Speaking for everyone? Or just yourself.


----------



## Infanteer (12 Aug 2018)

Lol.  Why would you assume I spoke for anyone else?


----------



## Fishbone Jones (13 Aug 2018)

Infanteer said:
			
		

> Lol.  Why would you assume I spoke for anyone else?


 Yeah, about 20 min later, I looked again and it didn't make sense. I was going to pull it down and went full on senior. Phone rang, I had a guy wanting to clean ducts I don't have.  While I'm trying to get rid of this guy when I see my postal guy walking down my steps, I  go check my box. Open my door there's a notice saying he tried to deliver, with a time, 20 min later. Caught the prick and got my package. Fell asleep reading the instruction book and when I got back, you'd already responded. Me culpa. You can clean it if you want.


----------



## a_majoor (13 Aug 2018)

More detail on how America and Mexico are doing an end run around Canada:

https://theconservativetreehouse.com/2018/08/10/nafta-update-president-trump-notes-progress-with-mexico-on-bilateral-trade-preparing-different-bilat-terms-for-canada/



> *NAFTA Update: President Trump Notes Progress With Mexico on Bilateral Trade – Preparing Different BiLat Terms For Canada…*
> Posted on August 10, 2018	by sundance
> 
> Canada is FUBAR. No-one quite knows how FUBAR Canada is, because no-one has  followed the brilliant Wolverine crew closely enough to spot the strategy.
> ...


----------



## a_majoor (13 Aug 2018)

More self inflicted pain on the Canadian economy. At this rate, a turnaround in 2028 is starting to look optimistic.....

https://www.wsj.com/articles/canada-backtracks-on-a-carbon-tax-1534110070



> *Canada Backtracks on a Carbon Tax*
> Justin Trudeau’s Liberals try to stop a stampede of capital out of the country.
> By Mary Anastasia O’Grady
> Aug. 12, 2018 5:41 p.m. ET
> ...


----------



## Good2Golf (14 Aug 2018)

Thucydides said:
			
		

> More detail on how America and Mexico are doing an end run around Canada:
> 
> https://theconservativetreehouse.com/2018/08/10/nafta-update-president-trump-notes-progress-with-mexico-on-bilateral-trade-preparing-different-bilat-terms-for-canada/



This analysis of "Team Wolverine" plans, fails on points 3 and 4, as there already exists a bilateral free-trade agreement that reverts effectiveness upon dissolution of NAFTA:

Canada-US Free Trade Agreement (eff. Oct 4, 1987, superseded by NAFTA Jan 1, 1989).

I'll wait just a wee bit longer before I hop on the "Yup, Canada is totally screwed over by the US and Mexico" bandwagon.

op:

Regards
G2G


----------



## Fishbone Jones (14 Aug 2018)

Good2Golf said:
			
		

> I'll wait just a wee bit longer before I hop on the "Yup, Canada is totally screwed over by the US and Mexico" bandwagon.
> 
> op:
> 
> ...



And right now, it's our own fault. If this goes south, Trudeau gets to carry that basket all by himself.


----------



## Rifleman62 (27 Aug 2018)

Will Canada's trade die because of the dairy cartel? Did the Conservatives support the dairy cartel strategically, thus if the Liberals bow to US pressure and it goes out the window, the Conservatives say it Trudeau's fault? 
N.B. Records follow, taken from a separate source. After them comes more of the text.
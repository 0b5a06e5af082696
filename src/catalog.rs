//! Products

use std::fmt;

use rust_decimal::Decimal;
use rustc_hash::FxHashMap;
use serde::{Deserialize, Serialize};
use smallvec::SmallVec;

/// Stable product identifier assigned by the catalog backend.
///
/// Display names are not unique enough to key a cart line; two products can
/// legitimately share a name.
#[derive(Clone, Debug, Eq, Hash, PartialEq, Serialize, Deserialize)]
pub struct ProductId(String);

impl ProductId {
    /// Create an identifier from its backend string form.
    pub fn new(id: impl Into<String>) -> Self {
        Self(id.into())
    }

    /// The identifier as a string slice.
    #[must_use]
    pub fn as_str(&self) -> &str {
        &self.0
    }
}

impl fmt::Display for ProductId {
    fn fmt(&self, f: &mut fmt::Formatter<'_>) -> fmt::Result {
        f.write_str(&self.0)
    }
}

impl From<&str> for ProductId {
    fn from(id: &str) -> Self {
        Self(id.to_owned())
    }
}

/// A product as fetched from the catalog backend at a point in time.
///
/// The cart never mutates a snapshot; it only reads `stock` when deciding an
/// add or increment. A snapshot may go stale relative to live backend stock.
#[derive(Clone, Debug, PartialEq, Serialize, Deserialize)]
pub struct Product {
    /// Stable identifier, unique within the catalog.
    pub id: ProductId,

    /// Display name.
    pub name: String,

    /// Unit price, non-negative.
    pub price: Decimal,

    /// Units available when the snapshot was taken.
    pub stock: u32,

    /// Ordered image references; the first one is the thumbnail.
    #[serde(default)]
    pub images: SmallVec<[String; 4]>,

    /// Catalog category, when the backend provides one.
    #[serde(default)]
    pub category: Option<String>,

    /// Short description for product cards.
    #[serde(default)]
    pub description: Option<String>,
}

/// The full product list fetched at page load, indexed by id for the stock
/// re-checks the cart performs.
#[derive(Clone, Debug, Default)]
pub struct Catalog {
    products: Vec<Product>,
    index: FxHashMap<ProductId, usize>,
}

impl Catalog {
    /// Build a catalog from a product list. When two products share an id,
    /// the first one wins.
    pub fn new(products: impl Into<Vec<Product>>) -> Self {
        let products = products.into();
        let mut index = FxHashMap::default();

        for (position, product) in products.iter().enumerate() {
            index.entry(product.id.clone()).or_insert(position);
        }

        Catalog { products, index }
    }

    /// Look up a product by id.
    #[must_use]
    pub fn find(&self, id: &ProductId) -> Option<&Product> {
        self.index
            .get(id)
            .and_then(|position| self.products.get(*position))
    }

    /// Iterate over all products in catalog order.
    pub fn iter(&self) -> impl Iterator<Item = &Product> {
        self.products.iter()
    }

    /// Iterate over the purchasable subset (`stock > 0`).
    pub fn in_stock(&self) -> impl Iterator<Item = &Product> {
        self.products.iter().filter(|product| product.stock > 0)
    }

    /// Number of products in the catalog.
    #[must_use]
    pub fn len(&self) -> usize {
        self.products.len()
    }

    /// Check if the catalog is empty.
    #[must_use]
    pub fn is_empty(&self) -> bool {
        self.products.is_empty()
    }
}

#[cfg(test)]
mod tests {
    use smallvec::smallvec;

    use super::*;

    fn product(id: &str, stock: u32) -> Product {
        Product {
            id: ProductId::new(id),
            name: id.to_owned(),
            price: Decimal::from(100),
            stock,
            images: smallvec![format!("{id}.webp")],
            category: None,
            description: None,
        }
    }

    #[test]
    fn find_returns_product_by_id() {
        let catalog = Catalog::new([product("bowie-10", 2), product("verijero-12", 0)]);

        let found = catalog.find(&ProductId::from("verijero-12"));

        assert_eq!(found.map(|p| p.stock), Some(0));
    }

    #[test]
    fn find_unknown_id_returns_none() {
        let catalog = Catalog::new([product("bowie-10", 2)]);

        assert!(catalog.find(&ProductId::from("facon-20")).is_none());
    }

    #[test]
    fn duplicate_ids_first_wins() {
        let mut second = product("bowie-10", 7);
        second.name = "Bowie-10 (restock)".to_owned();

        let catalog = Catalog::new([product("bowie-10", 2), second]);

        let found = catalog.find(&ProductId::from("bowie-10"));

        assert_eq!(found.map(|p| p.stock), Some(2));
    }

    #[test]
    fn in_stock_skips_unavailable_products() {
        let catalog = Catalog::new([
            product("bowie-10", 2),
            product("verijero-12", 0),
            product("facon-20", 1),
        ]);

        let ids: Vec<&str> = catalog.in_stock().map(|p| p.id.as_str()).collect();

        assert_eq!(ids, vec!["bowie-10", "facon-20"]);
    }

    #[test]
    fn len_and_is_empty() {
        let empty = Catalog::default();
        let catalog = Catalog::new([product("bowie-10", 2)]);

        assert!(empty.is_empty());
        assert_eq!(catalog.len(), 1);
        assert!(!catalog.is_empty());
    }

    #[test]
    fn product_deserializes_without_optional_fields() {
        let raw = r#"{"id":"bowie-10","name":"Bowie-10","price":1000.0,"stock":2}"#;

        let parsed: Product = serde_json::from_str(raw).unwrap_or_else(|err| {
            panic!("product should deserialize: {err}");
        });

        assert_eq!(parsed.id, ProductId::from("bowie-10"));
        assert_eq!(parsed.price, Decimal::from(1000));
        assert!(parsed.images.is_empty());
        assert!(parsed.category.is_none());
    }
}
https://business.financialpost.com/news/economy/nafta-deal-mexico-us-sign-bilateral-trade-pact

*'A big day for trade': U.S., Mexico reach deal to replace NAFTA* - 27 Aug 18
_Trump said he planned to end the current NAFTA treaty and replace it with the new deal negotiated with Mexico, potentially leaving out Canada_

President Donald Trump said he would terminate the North American Free Trade Agreement and sign a new trade accord with Mexico, potentially leaving Canada out of the bloc. Trump announced the agreement with Mexico in a hastily arranged Oval Office event Monday with Mexican President Enrique Pena Nieto joining by conference call. Pena Nieto said he is “quite hopeful” Canada would soon be incorporated in the revised agreement, while Trump said that remains to be seen.
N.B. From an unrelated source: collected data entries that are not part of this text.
//! Backend client

use serde::Deserialize;
use thiserror::Error;
use tracing::debug;

use crate::{
    catalog::{Catalog, Product},
    checkout::{ReservationError, StockReservation},
    items::LineItem,
};

/// Errors raised while talking to the storefront backend.
#[derive(Debug, Error)]
pub enum BackendError {
    /// The request failed or the response could not be decoded.
    #[error(transparent)]
    Http(#[from] reqwest::Error),
}

/// Success/failure envelope the backend wraps around mutation replies.
#[derive(Debug, Deserialize)]
struct ServiceReply {
    #[serde(default)]
    success: bool,
    #[serde(default)]
    error: Option<String>,
}

impl ServiceReply {
    fn into_result(self) -> Result<(), ReservationError> {
        if self.success {
            Ok(())
        } else {
            Err(ReservationError::Rejected(
                self.error
                    .unwrap_or_else(|| "stock update rejected".to_owned()),
            ))
        }
    }
}

/// Blocking HTTP client for the storefront backend.
///
/// Covers the two cart-facing endpoints: the product listing consumed at
/// page load and the all-or-nothing stock update issued at checkout.
#[derive(Debug, Clone)]
pub struct BackendClient {
    base_url: String,
    http: reqwest::blocking::Client,
}

impl BackendClient {
    /// Client for the backend at `base_url`, given without a trailing
    /// slash.
    pub fn new(base_url: impl Into<String>) -> Self {
        Self {
            base_url: base_url.into(),
            http: reqwest::blocking::Client::new(),
        }
    }

    /// Fetch the full product list and build a catalog from it.
    ///
    /// # Errors
    ///
    /// Returns [`BackendError::Http`] when the request fails or the
    /// response is not a product list.
    pub fn fetch_catalog(&self) -> Result<Catalog, BackendError> {
        let products: Vec<Product> = self
            .http
            .get(format!("{}/api/products", self.base_url))
            .send()?
            .error_for_status()?
            .json()?;

        debug!(count = products.len(), "fetched product catalog");

        Ok(Catalog::new(products))
    }
}

impl StockReservation for BackendClient {
    /// POST the full line sequence to the stock-update endpoint.
    ///
    /// The backend replies with its envelope even on rejection, so the
    /// body is decoded regardless of the HTTP status.
    fn reserve(&self, lines: &[LineItem]) -> Result<(), ReservationError> {
        let reply: ServiceReply = self
            .http
            .post(format!("{}/api/update-stock", self.base_url))
            .json(lines)
            .send()?
            .json()?;

        debug!(success = reply.success, "stock update replied");

        reply.into_result()
    }
}
//! Vitrine prelude.
//!
//! Convenience exports for common library consumers.

pub use crate::{
    backend::{BackendClient, BackendError},
    cart::CartStore,
    catalog::{Catalog, Product, ProductId},
    checkout::{CheckoutConfig, CheckoutError, ReservationError, StockReservation},
    items::LineItem,
    message::CheckoutMessage,
    observer::{CartNotice, CartObserver, CartView, NoopObserver},
    pricing::{Totals, totals},
    storage::{CartStorage, JsonFileStorage, MemoryStorage, STORAGE_KEY, StorageError},
};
Trump said he would speak with Canadian Prime Minister Justin Trudeau “in a little while” and hoped to begin negotiations with him “almost immediately.”

As he announced the move, Trump said he would drop the name NAFTA from the accord because of its unpopularity.

“We’re going to call it the United States/Mexico Trade Agreement,” he said. NAFTA “has a bad connotation because the United States was hurt very badly by NAFTA for many years.” The president hailed the Mexico agreement as “a big day for trade.” The peso rose ahead of Trump’s remarks. U.S. stocks also advanced, with auto suppliers and rail companies among the top gainers.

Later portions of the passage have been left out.